▶ _Work instruction_: Below are entries. Pull out all lines containing "Parse".

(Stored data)
#####
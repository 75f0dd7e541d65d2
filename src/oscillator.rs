//! Hue and shape oscillators.
//!
//! Hue is integrated step by step and wrapped; shape parameters are
//! recomputed from absolute virtual time each tick, so they stay periodic
//! and bounded no matter how irregular the steps are.

use glam::Vec4;

use crate::config::{BlobConfig, Span};
use crate::particle::ShapeVelocity;

/// Wrap a hue into `[0, 1)`.
///
/// Handles any number of wraps. The result is never exactly `1.0`, even
/// when a tiny negative hue rounds up.
pub fn wrap_hue(hue: f32) -> f32 {
    if !hue.is_finite() {
        return 0.0;
    }
    let wrapped = hue - hue.floor();
    if wrapped >= 1.0 {
        0.0
    } else {
        wrapped
    }
}

/// Advance a hue by `hue_velocity * dt` and wrap it.
#[inline]
pub fn advance_hue(hue: f32, hue_velocity: f32, dt: f32) -> f32 {
    wrap_hue(hue + hue_velocity * dt)
}

/// `cos(x)` mapped from `[-1, 1]` onto `[lo, hi]`.
#[inline]
pub fn cos_half_range(x: f32, lo: f32, hi: f32) -> f32 {
    0.5 * (x.cos() + 1.0) * (hi - lo) + lo
}

/// Computes rotation, plumpness and warp from virtual time.
#[derive(Clone, Copy, Debug, PartialEq)]
pub struct ShapeOscillator {
    pub plumpness: Span,
    pub warp: Span,
}

impl Default for ShapeOscillator {
    fn default() -> Self {
        Self {
            plumpness: Span::new(0.7, 1.0),
            warp: Span::new(-0.2, 0.2),
        }
    }
}

impl ShapeOscillator {
    pub fn from_config(config: &BlobConfig) -> Self {
        Self {
            plumpness: config.plumpness_range,
            warp: config.warp_range,
        }
    }

    /// Fill the rotation, plumpness and warp slots of `params` for time `t`.
    ///
    /// The corner count in `params.x` is left alone.
    pub fn apply(&self, params: &mut Vec4, velocity: &ShapeVelocity, t: f32) {
        params.y = velocity.rotation * t;
        params.z = cos_half_range(velocity.plumpness * t, self.plumpness.lo, self.plumpness.hi);
        params.w = cos_half_range(velocity.warp * t, self.warp.lo, self.warp.hi);
    }
}
//! Error types for blobdrift.
//!
//! The simulation core itself cannot fail; everything here belongs to
//! startup (configuration, window, GPU) and prevents the frame loop from
//! ever starting.

use std::fmt;

/// Errors that can occur during GPU initialization.
#[derive(Debug)]
pub enum GpuError {
    /// Failed to create a surface for rendering.
    SurfaceCreation(wgpu::CreateSurfaceError),
    /// No compatible GPU adapter found.
    NoAdapter,
    /// Failed to create GPU device.
    DeviceCreation(wgpu::RequestDeviceError),
    /// The surface reported no usable texture format.
    NoSurfaceFormat,
}

impl fmt::Display for GpuError {
    fn fmt(&self, f: &mut fmt::Formatter<'_>) -> fmt::Result {
        match self {
            GpuError::SurfaceCreation(e) => write!(f, "Failed to create GPU surface: {}", e),
            GpuError::NoAdapter => write!(f, "No compatible GPU adapter found. Ensure your system has a GPU with WebGPU/Vulkan/Metal/DX12 support."),
            GpuError::DeviceCreation(e) => write!(f, "Failed to create GPU device: {}", e),
            GpuError::NoSurfaceFormat => write!(f, "Surface does not support any texture format"),
        }
    }
}

impl std::error::Error for GpuError {
    fn source(&self) -> Option<&(dyn std::error::Error + 'static)> {
        match self {
            GpuError::SurfaceCreation(e) => Some(e),
            GpuError::DeviceCreation(e) => Some(e),
            _ => None,
        }
    }
}

impl From<wgpu::CreateSurfaceError> for GpuError {
    fn from(e: wgpu::CreateSurfaceError) -> Self {
        GpuError::SurfaceCreation(e)
    }
}

impl From<wgpu::RequestDeviceError> for GpuError {
    fn from(e: wgpu::RequestDeviceError) -> Self {
        GpuError::DeviceCreation(e)
    }
}

/// Errors that can occur while loading or validating a [`BlobConfig`](crate::BlobConfig).
#[derive(Debug)]
pub enum ConfigError {
    /// Failed to read the config file from disk.
    Io(std::io::Error),
    /// The file is not valid config JSON.
    Parse(serde_json::Error),
    /// A value is outside its allowed range.
    Invalid(String),
}

impl fmt::Display for ConfigError {
    fn fmt(&self, f: &mut fmt::Formatter<'_>) -> fmt::Result {
        match self {
            ConfigError::Io(e) => write!(f, "Failed to read config file: {}", e),
            ConfigError::Parse(e) => write!(f, "Failed to parse config: {}", e),
            ConfigError::Invalid(msg) => write!(f, "Invalid config: {}", msg),
        }
    }
}

impl std::error::Error for ConfigError {
    fn source(&self) -> Option<&(dyn std::error::Error + 'static)> {
        match self {
            ConfigError::Io(e) => Some(e),
            ConfigError::Parse(e) => Some(e),
            ConfigError::Invalid(_) => None,
        }
    }
}

impl From<std::io::Error> for ConfigError {
    fn from(e: std::io::Error) -> Self {
        ConfigError::Io(e)
    }
}

impl From<serde_json::Error> for ConfigError {
    fn from(e: serde_json::Error) -> Self {
        ConfigError::Parse(e)
    }
}

/// Errors that can occur when running a simulation.
#[derive(Debug)]
pub enum SimulationError {
    /// Failed to create or run the event loop.
    EventLoop(winit::error::EventLoopError),
    /// Failed to create window.
    Window(winit::error::OsError),
    /// GPU initialization failed.
    Gpu(GpuError),
    /// Configuration was rejected.
    Config(ConfigError),
}

impl fmt::Display for SimulationError {
    fn fmt(&self, f: &mut fmt::Formatter<'_>) -> fmt::Result {
        match self {
            SimulationError::EventLoop(e) => write!(f, "Event loop error: {}", e),
            SimulationError::Window(e) => write!(f, "Failed to create window: {}", e),
            SimulationError::Gpu(e) => write!(f, "GPU error: {}", e),
            SimulationError::Config(e) => write!(f, "{}", e),
        }
    }
}

impl std::error::Error for SimulationError {
    fn source(&self) -> Option<&(dyn std::error::Error + 'static)> {
        match self {
            SimulationError::EventLoop(e) => Some(e),
            SimulationError::Window(e) => Some(e),
            SimulationError::Gpu(e) => Some(e),
            SimulationError::Config(e) => Some(e),
        }
    }
}

impl From<winit::error::EventLoopError> for SimulationError {
    fn from(e: winit::error::EventLoopError) -> Self {
        SimulationError::EventLoop(e)
    }
}

impl From<winit::error::OsError> for SimulationError {
    fn from(e: winit::error::OsError) -> Self {
        SimulationError::Window(e)
    }
}

impl From<GpuError> for SimulationError {
    fn from(e: GpuError) -> Self {
        SimulationError::Gpu(e)
    }
}

impl From<ConfigError> for SimulationError {
    fn from(e: ConfigError) -> Self {
        SimulationError::Config(e)
    }
}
#####
▶ _Answer space_:
    Parse(serde_json::Error),
            ConfigError::Parse(e) => write!(f, "Failed to parse config: {}", e),
            ConfigError::Parse(e) => Some(e),
        ConfigError::Parse(e)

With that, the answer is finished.